I remember how amazing radio was once upon a time. There were actual DJ’s & one could pick up an actual phone (landline(!)….imagine THAT….people once used a phone for “communication by voice” vs. “communication by non-verbal, non-emotional” text)…& you could request one of a number of songs. You had Casey Kasem counting down the top 40 and offering some interesting anecdotes here and there instead of playlists generated by a computer. On and on and on.
On the AM end? I remember being able to pick up (here in south-central KY) WLS out of Chicago around the midnight hours in the mid-to later 90’s and hearing Jay Marvin’s show (it was WILD….guy was completely UN-HINGED but funny as hell & it made for some amazing/entertaining talk radio….so SAD what that poor guy has gone through in the last decade or so). You could pick up so many of these crazy late night talk shows back in the mid to late 90’s…I LOVED it. From Art Bell (which is now a veritable snooze-fest w/George Noory) to Jay Marvin and at least a few others that I just can no longer recall.
Then came clear channel and they snapped up seemingly ALL of the pertinent stations and the programming became very robotic and boring (on the “talk” and the “music” end(s)….one the music end, again, you simply had a computer simply shuffling through a pre-determined playlist and even the decent stations simply recycled the same songs over and over and over again).
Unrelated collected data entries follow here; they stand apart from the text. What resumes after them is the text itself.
//! Per-episode trade records and their on-disk logs

use crate::env::Action;
use crate::error::GymError;
use crate::Result;
use csv::{ReaderBuilder, Writer};
use serde::{Deserialize, Serialize};
use std::fs::File;
use std::io::{BufWriter, Read, Write};
use std::path::Path;
use tracing::info;

/// Header line of the text trade log
pub const TRADE_LOG_HEADER: &str = "Step,Symbol,Action,Price,Portfolio Value";

/// One symbol's action at one step
#[derive(Debug, Clone, PartialEq, Serialize, Deserialize)]
pub struct TradeRecord {
    #[serde(rename = "Step")]
    pub step: usize,
    #[serde(rename = "Symbol")]
    pub symbol: String,
    #[serde(rename = "Action")]
    pub action: Action,
    #[serde(rename = "Price")]
    pub price: f64,
    /// Shares moved by the action
    #[serde(rename = "Shares")]
    pub shares: u64,
    #[serde(rename = "Portfolio Value")]
    pub portfolio_value: f64,
}

/// Line of the text trade log
#[derive(Debug, Clone, PartialEq, Serialize, Deserialize)]
pub struct TradeLogEntry {
    #[serde(rename = "Step")]
    pub step: usize,
    #[serde(rename = "Symbol")]
    pub symbol: String,
    #[serde(rename = "Action")]
    pub action: Action,
    #[serde(rename = "Price")]
    pub price: f64,
    #[serde(rename = "Portfolio Value")]
    pub portfolio_value: f64,
}

/// Records of the current episode, written out once it completes
#[derive(Debug, Clone, Default, PartialEq)]
pub struct EpisodeLog {
    records: Vec<TradeRecord>,
    complete: bool,
}

impl EpisodeLog {
    pub fn new() -> Self {
        Self::default()
    }

    pub fn push(&mut self, record: TradeRecord) {
        self.records.push(record);
    }

    pub fn records(&self) -> &[TradeRecord] {
        &self.records
    }

    pub fn len(&self) -> usize {
        self.records.len()
    }

    pub fn is_empty(&self) -> bool {
        self.records.is_empty()
    }

    pub fn is_complete(&self) -> bool {
        self.complete
    }

    pub(crate) fn mark_complete(&mut self) {
        self.complete = true;
    }

    pub fn clear(&mut self) {
        self.records.clear();
        self.complete = false;
    }

    /// Records that moved shares
    pub fn fills(&self) -> impl Iterator<Item = &TradeRecord> {
        self.records.iter().filter(|r| r.shares > 0)
    }

    /// Portfolio value after the final step
    pub fn final_value(&self) -> Option<f64> {
        self.records.last().map(|r| r.portfolio_value)
    }

    fn ensure_complete(&self) -> Result<()> {
        if self.complete {
            Ok(())
        } else {
            Err(GymError::invalid_state(
                "episode not finished, logs are written once it is done",
            ))
        }
    }

    /// Write the text trade log, one line per record
    pub fn write_trade_log<P: AsRef<Path>>(&self, path: P) -> Result<()> {
        self.ensure_complete()?;
        let mut out = BufWriter::new(File::create(&path)?);
        writeln!(out, "{}", TRADE_LOG_HEADER)?;
        for r in &self.records {
            writeln!(
                out,
                "{},{},{},{},{}",
                r.step, r.symbol, r.action, r.price, r.portfolio_value
            )?;
        }
        out.flush()?;
        info!(
            "Trade log written to {:?} ({} records)",
            path.as_ref(),
            self.records.len()
        );
        Ok(())
    }

    /// Write the tabular action log
    pub fn write_action_log<P: AsRef<Path>>(&self, path: P) -> Result<()> {
        self.ensure_complete()?;
        let mut writer = Writer::from_path(&path)?;
        for r in &self.records {
            writer.serialize(r)?;
        }
        writer.flush()?;
        info!("Action log written to {:?}", path.as_ref());
        Ok(())
    }
}

/// Parse a trade log written by [`EpisodeLog::write_trade_log`]
pub fn read_trade_log<P: AsRef<Path>>(path: P) -> Result<Vec<TradeLogEntry>> {
    parse_trade_log(File::open(path)?)
}

pub fn parse_trade_log<R: Read>(source: R) -> Result<Vec<TradeLogEntry>> {
    let mut reader = ReaderBuilder::new().trim(csv::Trim::All).from_reader(source);
    let mut entries = Vec::new();
    for record in reader.deserialize() {
        entries.push(record?);
    }
    Ok(entries)
}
Bottom line (I had absolutely NO IDEA that Clear Channel AKA IHeartMedia was struggling before reading this article, so this was very educational to me and even offered up a slice of hope(!)….I CAN NOT WAIT until those bastards go under. I can not see the dire conditions of AM/FM radio getting any worse outside of the Clear Channel umbrella, which leaves hope that it would end up back on a local level and eventually? While I doubt the glory days of my 80’s youth will ever return….or even the 90’s, when, after graduating high school (1994)? I would work for a while, save my money, then take 6 months off to “find myself”….a process that lasted until Aug. 1998….and during said time-frame (during my “off-time”)? I found some truly NUTTY “talk radio” shows. Another one I remember (though it was early morning) was the “Ron N’ Ron Show” – those guys were friggin’ NUTS! I wish that I could remember all of the absolute insane, yet entertaining shows I would happen across in the early AM hours of the night. Once Clear Channel gobbled everything up? Terrestrial radio became a non-entity to me. Good RIDDANCE (and the sooner the better)!!!
March 28, 2016 @ 10:29 am
These companies paid too much when they were buying up radio stations after the Telecommunications Act in the 90s and 00s.
Radio revenue was stagnant, then it dropped with the recession, and it has really recovered. They bought those stations assuming that revenue would continue to grow.
Businesses are probably never really going to spend more than they are spending now for radio commercials. And they have done an absolutely terrible job at growing digital revenue.
So, the hole keeps growing.
April 4, 2016 @ 5:47 am
I can’t say i feel sorry for them.they actually played themselves out of the market.Good riddance.
July 22, 2020 @ 2:00 pm
I detest iHeart radio with my entire soul. I hope they die a painful death. Same stupid songs over and over and over again. I’ve grown to loathe Madonna, Billy Joel, Pink, UB40, Prince, and every other artist they play. HATE is not a strong enough word.
August 19, 2022 @ 1:12 pm
Six years later and it is still around.